By Benjamin Vermette

The above is an artist's depiction of the view from "Planet Nine". Caltech/R. Hurt (IPAC)

The above is an artist's depiction of the view from "Planet Nine". Caltech/R. Hurt (IPAC)

Is there a 9th planet in our solar system?

Caltech researchers Konstantin Batygin and Mike Brown have found evidence of a ninth planet in our solar system. 

The planet, dubbed Planet Nine, would have a mass 10 times that of Earth and take 10,000 to 20,000 years to make a single revolution around the Sun, hence its late discovery (which shouldn’t be called a discovery yet). Planet Nine would be orbiting the Sun 20 times further out than does Neptune – the outermost planet –, if it exists, and on a highly-elliptical orbit.

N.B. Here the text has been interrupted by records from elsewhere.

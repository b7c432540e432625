pub mod state;
pub mod types;

pub use state::Competition;
pub use types::{CountryId, EventConfig, EventId, Gender, RankEntry, TopN, MAX_PLACEMENTS};
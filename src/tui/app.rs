use std::time::Instant;

use crate::competition::{Competition, CountryId, EventId, TopN, MAX_PLACEMENTS};
use crate::config::Config;
use crate::query::{self, CountryEventResult, PlacementResult};
use crate::ranking::{self, SortKey, Standing};
use crate::scoring;

#[derive(Debug, Clone, Copy, PartialEq, Eq)]
pub enum Tab {
    Entry,
    Standings,
    Query,
}

#[derive(Debug, Clone, PartialEq)]
pub enum InputMode {
    Normal,
    InitForm,
    CellInput,
    QueryInput,
    Help,
}

#[derive(Debug, Clone, Copy, PartialEq, Eq)]
pub enum QueryKind {
    Country,
    Event,
}

/// Controls the status-bar color of a flash message.
#[derive(Debug, Clone, Copy, PartialEq, Eq)]
pub enum FlashKind {
    Success,
    Error,
}

/// The n/m/w form shown before a competition exists (and on re-initialize).
#[derive(Debug, Clone, Default)]
pub struct InitForm {
    pub field: usize,
    pub values: [String; 3],
}

impl InitForm {
    pub fn prefilled(config: &Config) -> Self {
        let mut form = Self::default();
        if let Some(defaults) = config.defaults {
            form.values = [
                defaults.countries.to_string(),
                defaults.men_events.to_string(),
                defaults.women_events.to_string(),
            ];
        }
        form
    }
}

pub struct App {
    pub config: Config,
    pub competition: Option<Competition>,
    /// Validation status per event, shown in the entry table's last column.
    pub statuses: Vec<String>,
    pub current_tab: Tab,
    pub input_mode: InputMode,
    pub entry_row: usize,
    /// 0 = mode column, 1..=5 placement columns.
    pub entry_col: usize,
    pub cell_input: String,
    pub init_form: InitForm,
    pub sort_key: SortKey,
    pub ascending: bool,
    pub query_kind: QueryKind,
    pub query_input: String,
    pub country_results: Option<(CountryId, Vec<CountryEventResult>)>,
    pub event_results: Option<(EventId, Vec<PlacementResult>)>,
    pub flash_message: Option<(String, FlashKind, Instant)>,
    pub should_quit: bool,
}

const UNCHECKED: &str = "unchecked";

impl App {
    pub fn new(config: Config) -> Self {
        Self {
            config,
            competition: None,
            statuses: Vec::new(),
            current_tab: Tab::Entry,
            input_mode: InputMode::Normal,
            entry_row: 0,
            entry_col: 1,
            cell_input: String::new(),
            init_form: InitForm::default(),
            sort_key: SortKey::Id,
            ascending: true,
            query_kind: QueryKind::Country,
            query_input: String::new(),
            country_results: None,
            event_results: None,
            flash_message: None,
            should_quit: false,
        }
    }

    pub fn show_success(&mut self, msg: String) {
        self.flash_message = Some((msg, FlashKind::Success, Instant::now()));
    }

    pub fn show_error(&mut self, msg: String) {
        self.flash_message = Some((msg, FlashKind::Error, Instant::now()));
    }

    pub fn update_flash(&mut self) {
        if let Some((_, _, timestamp)) = self.flash_message {
            if timestamp.elapsed().as_secs() >= 3 {
                self.flash_message = None;
            }
        }
    }

    pub fn next_tab(&mut self) {
        self.current_tab = match self.current_tab {
            Tab::Entry => Tab::Standings,
            Tab::Standings => Tab::Query,
            Tab::Query => Tab::Entry,
        };
    }

    pub fn previous_tab(&mut self) {
        self.current_tab = match self.current_tab {
            Tab::Entry => Tab::Query,
            Tab::Standings => Tab::Entry,
            Tab::Query => Tab::Standings,
        };
    }

    // ----- initialize form -----

    pub fn open_init_form(&mut self) {
        self.init_form = InitForm::prefilled(&self.config);
        self.input_mode = InputMode::InitForm;
    }

    pub fn cancel_init_form(&mut self) {
        self.input_mode = InputMode::Normal;
    }

    /// Parse the form and rebuild the competition. On bad input the old
    /// competition stays untouched and the form stays open.
    pub fn submit_init_form(&mut self) {
        let parsed: Result<Vec<u32>, _> = self
            .init_form
            .values
            .iter()
            .map(|v| {
                let text = if v.is_empty() { "0" } else { v.as_str() };
                text.parse::<u32>()
            })
            .collect();

        let Ok(nums) = parsed else {
            self.show_error("n, m and w must be whole numbers".to_string());
            return;
        };

        match Competition::initialize(nums[0], nums[1], nums[2]) {
            Ok(comp) => {
                let events = comp.event_count();
                self.install_competition(comp);
                self.show_success(format!(
                    "Initialized {} events ({} men's, {} women's), {} countries",
                    events, nums[1], nums[2], nums[0]
                ));
            }
            Err(e) => self.show_error(e.to_string()),
        }
    }

    /// Load the preset sample competition (7 countries, 5 filled events).
    pub fn load_sample(&mut self) {
        self.install_competition(Competition::sample());
        self.show_success("Sample data loaded".to_string());
    }

    fn install_competition(&mut self, comp: Competition) {
        self.statuses = vec![UNCHECKED.to_string(); comp.event_count() as usize];
        self.competition = Some(comp);
        self.entry_row = 0;
        self.entry_col = 1;
        self.country_results = None;
        self.event_results = None;
        self.input_mode = InputMode::Normal;
        self.current_tab = Tab::Entry;
    }

    // ----- entry table -----

    fn event_total(&self) -> usize {
        self.competition
            .as_ref()
            .map(|c| c.event_count() as usize)
            .unwrap_or(0)
    }

    /// Rightmost selectable column for the cursor's row (mode-dependent).
    fn max_col(&self) -> usize {
        self.competition
            .as_ref()
            .and_then(|c| c.configs().get(self.entry_row))
            .map(|cfg| cfg.top_n.required())
            .unwrap_or(MAX_PLACEMENTS)
    }

    pub fn next_row(&mut self) {
        let total = self.event_total();
        if total == 0 {
            return;
        }
        self.entry_row = if self.entry_row >= total - 1 {
            0
        } else {
            self.entry_row + 1
        };
        self.clamp_col();
    }

    pub fn previous_row(&mut self) {
        let total = self.event_total();
        if total == 0 {
            return;
        }
        self.entry_row = if self.entry_row == 0 {
            total - 1
        } else {
            self.entry_row - 1
        };
        self.clamp_col();
    }

    pub fn next_col(&mut self) {
        if self.entry_col < self.max_col() {
            self.entry_col += 1;
        }
    }

    pub fn previous_col(&mut self) {
        if self.entry_col > 0 {
            self.entry_col -= 1;
        }
    }

    fn clamp_col(&mut self) {
        let max = self.max_col();
        if self.entry_col > max {
            self.entry_col = max;
        }
    }

    fn cursor_event_id(&self) -> Option<EventId> {
        self.competition
            .as_ref()
            .and_then(|c| c.configs().get(self.entry_row))
            .map(|cfg| cfg.event_id)
    }

    /// Flip the cursor row's event between top-3 and top-5.
    pub fn toggle_mode(&mut self) {
        let Some(event_id) = self.cursor_event_id() else {
            return;
        };
        let Some(comp) = self.competition.as_mut() else {
            return;
        };
        let current = comp
            .config(event_id)
            .map(|cfg| cfg.top_n)
            .unwrap_or_default();
        let next = match current {
            TopN::Top3 => TopN::Top5,
            TopN::Top5 => TopN::Top3,
        };
        if comp.set_top_n(event_id, next).is_ok() {
            self.statuses[self.entry_row] = UNCHECKED.to_string();
            self.clamp_col();
        }
    }

    pub fn start_cell_input(&mut self) {
        if self.competition.is_none() || self.entry_col == 0 {
            return;
        }
        self.cell_input.clear();
        if let (Some(comp), Some(event_id)) = (self.competition.as_ref(), self.cursor_event_id()) {
            if let Ok(entry) = comp.entry(event_id) {
                if let Some(id) = entry.get(self.entry_col - 1) {
                    self.cell_input = id.to_string();
                }
            }
        }
        self.input_mode = InputMode::CellInput;
    }

    pub fn cancel_cell_input(&mut self) {
        self.input_mode = InputMode::Normal;
        self.cell_input.clear();
    }

    /// Commit the edited cell. Empty input clears the slot; no value
    /// validation happens here (the validator reports problems separately).
    pub fn confirm_cell_input(&mut self) {
        let Some(event_id) = self.cursor_event_id() else {
            self.input_mode = InputMode::Normal;
            return;
        };
        let placement = self.entry_col - 1;

        let country = if self.cell_input.is_empty() {
            None
        } else {
            match self.cell_input.parse::<CountryId>() {
                Ok(id) => Some(id),
                Err(_) => {
                    self.show_error(format!("Not a country id: '{}'", self.cell_input));
                    self.input_mode = InputMode::Normal;
                    self.cell_input.clear();
                    return;
                }
            }
        };

        if let Some(comp) = self.competition.as_mut() {
            match comp.set_rank(event_id, placement, country) {
                Ok(()) => self.statuses[self.entry_row] = UNCHECKED.to_string(),
                Err(e) => self.show_error(e.to_string()),
            }
        }
        self.input_mode = InputMode::Normal;
        self.cell_input.clear();
    }

    pub fn clear_cell(&mut self) {
        if self.entry_col == 0 {
            return;
        }
        let Some(event_id) = self.cursor_event_id() else {
            return;
        };
        let placement = self.entry_col - 1;
        if let Some(comp) = self.competition.as_mut() {
            if comp.set_rank(event_id, placement, None).is_ok() {
                self.statuses[self.entry_row] = UNCHECKED.to_string();
            }
        }
    }

    /// Run the validator over every event and record the per-event messages.
    pub fn validate(&mut self) {
        let Some(comp) = self.competition.as_ref() else {
            self.show_error("Initialize the competition first".to_string());
            return;
        };
        self.statuses = scoring::validate_all(comp.configs(), comp.entries(), comp.country_count());
        let problems = self.statuses.iter().filter(|m| *m != "valid").count();
        if problems == 0 {
            self.show_success("All entries valid".to_string());
        } else {
            self.show_error(format!("{} event(s) with problems", problems));
        }
    }

    // ----- standings -----

    pub fn set_sort(&mut self, key: SortKey, ascending: bool) {
        self.sort_key = key;
        self.ascending = ascending;
    }

    /// Recompute standings from the current entries. No caching, so standings
    /// always reflect the latest edits.
    pub fn standings(&self) -> Vec<Standing> {
        let Some(comp) = self.competition.as_ref() else {
            return Vec::new();
        };
        let maps = scoring::compute_scores(comp.configs(), comp.entries(), comp.country_count());
        ranking::rank(&maps, comp.country_count(), self.sort_key, self.ascending)
    }

    // ----- queries -----

    pub fn start_query(&mut self, kind: QueryKind) {
        if self.competition.is_none() {
            self.show_error("Initialize the competition first".to_string());
            return;
        }
        self.query_kind = kind;
        self.query_input.clear();
        self.input_mode = InputMode::QueryInput;
    }

    pub fn cancel_query(&mut self) {
        self.input_mode = InputMode::Normal;
        self.query_input.clear();
    }

    pub fn confirm_query(&mut self) {
        let input = self.query_input.clone();
        self.input_mode = InputMode::Normal;
        self.query_input.clear();

        let Ok(id) = input.parse::<u32>() else {
            self.show_error(format!("Not a number: '{}'", input));
            return;
        };
        let Some(comp) = self.competition.as_ref() else {
            return;
        };

        match self.query_kind {
            QueryKind::Country => match query::query_country(comp, id) {
                Ok(results) => self.country_results = Some((id, results)),
                Err(e) => self.show_error(e.to_string()),
            },
            QueryKind::Event => match query::query_event(comp, id) {
                Ok(results) => self.event_results = Some((id, results)),
                Err(e) => self.show_error(e.to_string()),
            },
        }
    }

    // ----- help -----

    pub fn show_help(&mut self) {
        self.input_mode = InputMode::Help;
    }

    pub fn dismiss_help(&mut self) {
        self.input_mode = InputMode::Normal;
    }
}
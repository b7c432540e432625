//! Sorted standings derived from score maps.

use crate::competition::CountryId;
use crate::scoring::ScoreMaps;

/// Which column the standings are ordered by.
#[derive(Debug, Clone, Copy, PartialEq, Eq, Default)]
pub enum SortKey {
    #[default]
    Id,
    Total,
    Male,
    Female,
}

impl SortKey {
    pub fn label(self) -> &'static str {
        match self {
            SortKey::Id => "country",
            SortKey::Total => "total",
            SortKey::Male => "men",
            SortKey::Female => "women",
        }
    }
}

/// One standings row.
#[derive(Debug, Clone, Copy, PartialEq, Eq)]
pub struct Standing {
    pub id: CountryId,
    pub total: u32,
    pub male: u32,
    pub female: u32,
}

impl Standing {
    fn key(&self, key: SortKey) -> u32 {
        match key {
            SortKey::Id => self.id,
            SortKey::Total => self.total,
            SortKey::Male => self.male,
            SortKey::Female => self.female,
        }
    }
}

/// Build one row per country id `1..=country_count` and sort by the chosen
/// key. The sort is stable, so ties keep ascending-id order regardless of
/// direction.
pub fn rank(maps: &ScoreMaps, country_count: u32, key: SortKey, ascending: bool) -> Vec<Standing> {
    let mut rows: Vec<Standing> = (1..=country_count)
        .map(|id| Standing {
            id,
            total: maps.total.get(&id).copied().unwrap_or(0),
            male: maps.male.get(&id).copied().unwrap_or(0),
            female: maps.female.get(&id).copied().unwrap_or(0),
        })
        .collect();

    if ascending {
        rows.sort_by_key(|row| row.key(key));
    } else {
        rows.sort_by(|a, b| b.key(key).cmp(&a.key(key)));
    }
    rows
}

Note that the planet was not observed directly: strange behaviours of some Kuiper Belt Objects (KBOs) lead to the conclusion that a ninth planet might be required. "Although we were initially quite skeptical that this planet could exist, as we continued to investigate its orbit and what it would mean for the outer solar system, we become increasingly convinced that it is out there," says Batygin, an assistant professor of planetary science. "For the first time in over 150 years, there is solid evidence that the solar system's planetary census is incomplete."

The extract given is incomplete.